Molekulare und biochemische Untersuchungen zu Komponenten der D-Prolin-Reduktase und Glycin-Reduktase von Clostridium sticklandii : Analyse der Pyruvyl-bildenden Proenzyme GrdE und PrdA der Glycin und D-Prolin-Reduktase

Dissertation zur Erlangung des akademischen Grades doctor rerum naturalium (Dr. rer. nat.) vorgelegt an der Mathematisch-Naturwissenschaftlich-Technischen Fakultät der Martin-Luther-Universität Halle-Wittenberg
verteidigt am 01.09.2004

Abstract
Clostridium sticklandii ist ein anaerobes, Aminosäure-verwertendes Bakterium, welches Glycin und D-Prolin in Form der Stickland-Reaktion verwertet. Die Glycin- and D-Prolin-Reduktase enthalten Selenocystein und eine Pyruvyl-Gruppe, die aus einem Cystein-Rest durch die Proprotein-Spaltung gebildet wird.
Für die Analyse der Proprotein-Spaltung der überexprimierten Proproteine GrdE und PrdA der Glycin- and D-Prolin-Reduktase existiert ein in vitro System. Das Proprotein GrdE aus C. sticklandii wurde an konservierten Aminosäuren im Bereich der Spaltstelle mutiert. Die Untersuchung der Mutanten auf ihre in vitro Spaltung zeigte, dass die Cystein-Reste an Position 242 und 246 in GrdE entscheidend für die Spaltung sind. Bei der in vitro Spaltung weiterer GrdE-Mutanten konnte nur ein geringer Einfluss auf die Spalteffizienz nachgewiesen werden. Untersuchungen mit verschieden großen Spaltdomänen von GrdE fusioniert mit MalE und Thioredoxin zeigten, dass die Spaltdomäne insgesamt mindestens 30 Aminosäuren umfassen sollte, damit GrdE effizient und spezifisch in vitro gespalten werden kann. Im D-Prolin-Reduktase-Operon codiert das Gen prdC für das putativ Elektronen-tranferierende Protein PrdC. PrdC konnte aus C. sticklandii angereichert und es konnte nachgewiesen werden, dass PrdC die Elektronen von NADH zur D-Prolin-Reduktase zur Reduktion von D-Prolin überträgt.
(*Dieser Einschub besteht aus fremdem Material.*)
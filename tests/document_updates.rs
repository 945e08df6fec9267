use serde_yaml::{Mapping, Value};
use std::fs;
use std::path::{Path, PathBuf};
use std::sync::Arc;
use std::thread;
use tacheles_lib::fields::REMARK_FIELD;
use tacheles_lib::models::Document;
use tacheles_lib::{AppError, DocumentStore, FsStore, Tracker};

const DOCUMENT: &str = "\
title: Tacheles Mängelliste
defects:
- id: '101'
  nr_ht: MAZ 007
  status: Keyed
  zustaendigkeit: HOCHTIEF
  termin_mangelbeseitigung: 01.03.2024
  bearbeitungsstand: ''
- id: '102'
  status: In Bearbeitung
  termin_mangelbeseitigung: 10.03.2024
  nachfrist_2: 24.03.2024
change_log: []
meta:
  last_modified: 01.01.2024 00:00:00
";

const REMARK: &str = "Abdichtung im Treppenhaus wurde heute vom Nachunternehmer vollständig erneuert und geprüft";

fn workspace() -> (tempfile::TempDir, PathBuf) {
    let dir = tempfile::tempdir().expect("temp workspace");
    let path = dir.path().join("Tacheles.yaml");
    fs::write(&path, DOCUMENT).expect("seed document");
    (dir, path)
}

fn patch(yaml: &str) -> Mapping {
    serde_yaml::from_str(yaml).expect("patch yaml")
}

fn snapshot_count(root: &Path) -> usize {
    fs::read_dir(root.join(".versions"))
        .map(|entries| entries.count())
        .unwrap_or(0)
}

fn reload(path: &Path) -> Document {
    Document::parse(&fs::read_to_string(path).expect("read document")).expect("parse document")
}

#[test]
fn accepted_update_rewrites_document_and_snapshots_it() {
    let (dir, path) = workspace();
    let tracker = Tracker::new(FsStore::open(&path).expect("open"));

    let update = tracker
        .update_record("101", &patch("nachfrist_2: '2024-03-15'\nstatus: Freigemeldet"))
        .expect("update");
    assert!(update.changed);

    let document = reload(&path);
    let record = document.find_record("101").expect("record 101");
    assert_eq!(record.get("nachfrist_2"), Some(&Value::from("15.03.2024")));
    assert_eq!(record.get("status"), Some(&Value::from("Freigemeldet")));
    assert_eq!(document.change_log().len(), 2);
    assert_ne!(document.last_modified(), Some("01.01.2024 00:00:00"));

    assert_eq!(snapshot_count(dir.path()), 1);
    let snapshot = fs::read_dir(dir.path().join(".versions"))
        .expect("versions dir")
        .filter_map(Result::ok)
        .next()
        .expect("one snapshot");
    assert_eq!(
        fs::read_to_string(snapshot.path()).expect("read snapshot"),
        fs::read_to_string(&path).expect("read document")
    );
    assert!(!dir.path().join("Tacheles.yaml.tmp").exists());
}

#[test]
fn rejected_update_leaves_the_file_byte_identical() {
    let (dir, path) = workspace();
    let tracker = Tracker::new(FsStore::open(&path).expect("open"));

    let error = tracker
        .update_record("102", &patch("status: Formal abgenommen\nnachfrist_3: 20.03.2024"))
        .expect_err("nachfrist_3 before nachfrist_2");
    assert!(matches!(error, AppError::Consistency(_)));
    assert!(error.reason().contains("nachfrist_3"));

    assert_eq!(fs::read_to_string(&path).expect("read document"), DOCUMENT);
    assert_eq!(snapshot_count(dir.path()), 0);
}

#[test]
fn repeated_patch_is_idempotent() {
    let (dir, path) = workspace();
    let tracker = Tracker::new(FsStore::open(&path).expect("open"));

    let first = tracker
        .update_record("101", &patch("zustaendigkeit: WISAG"))
        .expect("first update");
    let written = fs::read_to_string(&path).expect("read document");
    let second = tracker
        .update_record("101", &patch("zustaendigkeit: WISAG"))
        .expect("second update");

    assert!(first.changed);
    assert!(!second.changed);
    assert_eq!(fs::read_to_string(&path).expect("read document"), written);
    assert_eq!(reload(&path).change_log().len(), 1);
    assert_eq!(snapshot_count(dir.path()), 1);
}

#[test]
fn remarks_accumulate_in_order() {
    let (dir, path) = workspace();
    let tracker = Tracker::new(FsStore::open(&path).expect("open"));

    tracker
        .append_remark("101", REMARK_FIELD, "02.03.2024 09:00:00", REMARK)
        .expect("first remark");
    tracker
        .append_remark("101", REMARK_FIELD, "03.03.2024 09:00:00", REMARK)
        .expect("second remark");

    let document = reload(&path);
    let remark = document
        .find_record("101")
        .and_then(|record| record.get(REMARK_FIELD))
        .and_then(Value::as_str)
        .expect("remark text");
    let lines: Vec<_> = remark.lines().collect();
    assert_eq!(lines.len(), 2);
    assert!(lines[0].starts_with("[02.03.2024 09:00:00] "));
    assert!(lines[1].starts_with("[03.03.2024 09:00:00] "));
    assert_eq!(document.change_log().len(), 2);
    assert_eq!(snapshot_count(dir.path()), 2);
}

#[test]
fn unrelated_content_survives_a_rewrite() {
    let (_dir, path) = workspace();
    let tracker = Tracker::new(FsStore::open(&path).expect("open"));
    tracker
        .update_record("102", &patch("acceptance.wisag_formal_acceptance: open"))
        .expect("update");

    let text = fs::read_to_string(&path).expect("read document");
    assert!(text.starts_with("title:"));
    let document = reload(&path);
    assert_eq!(
        document.find_record("101"),
        Document::parse(DOCUMENT).expect("seed").find_record("101")
    );
}

#[test]
fn store_sees_changes_made_by_another_writer() {
    let (_dir, path) = workspace();
    let store = FsStore::open(&path).expect("open");
    fs::write(&path, DOCUMENT.replace("MAZ 007", "MAZ 008")).expect("external edit");
    let document = store.load().expect("load");
    assert_eq!(
        document.find_record("101").and_then(|record| record.get("nr_ht")),
        Some(&Value::from("MAZ 008"))
    );
}

#[test]
fn concurrent_writers_never_lose_an_update() {
    let (dir, path) = workspace();
    let tracker = Arc::new(Tracker::new(FsStore::open(&path).expect("open")));

    let handles: Vec<_> = (0..16)
        .map(|worker| {
            let tracker = Arc::clone(&tracker);
            thread::spawn(move || {
                if worker % 2 == 0 {
                    tracker
                        .append_remark("101", REMARK_FIELD, "04.03.2024 08:00:00", REMARK)
                        .expect("concurrent remark");
                } else {
                    tracker
                        .update_record("102", &patch(&format!("beschreibung: 'stand {}'", worker)))
                        .expect("concurrent update");
                }
            })
        })
        .collect();
    for handle in handles {
        handle.join().expect("worker finished");
    }

    let document = reload(&path);
    assert_eq!(document.change_log().len(), 16);
    let remark = document
        .find_record("101")
        .and_then(|record| record.get(REMARK_FIELD))
        .and_then(Value::as_str)
        .expect("remark text");
    assert_eq!(remark.lines().count(), 8);

    let updated = document
        .change_log()
        .iter()
        .filter(|entry| entry.get("field").and_then(Value::as_str) == Some("beschreibung"))
        .count();
    assert_eq!(updated, 8);
    assert_eq!(snapshot_count(dir.path()), 16);
}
Zur Untersuchung der Regulation der D-Prolin-Reduktase wurde die Transkription der Gene für ein putatives Repressorprotein (PrdX), ein konserviertes 54-Aktivatorprotein (PrdR) und ein 54-Promotor mittels primer extension and RT-PCR analysiert.
Die Experimente zur Etablierung eines Transformationssystems für C. sticklandii and E. acidaminophilum wurden fortgeführt, um die mutierten und fusionierten Proproteine in vivo untersuchen zu können.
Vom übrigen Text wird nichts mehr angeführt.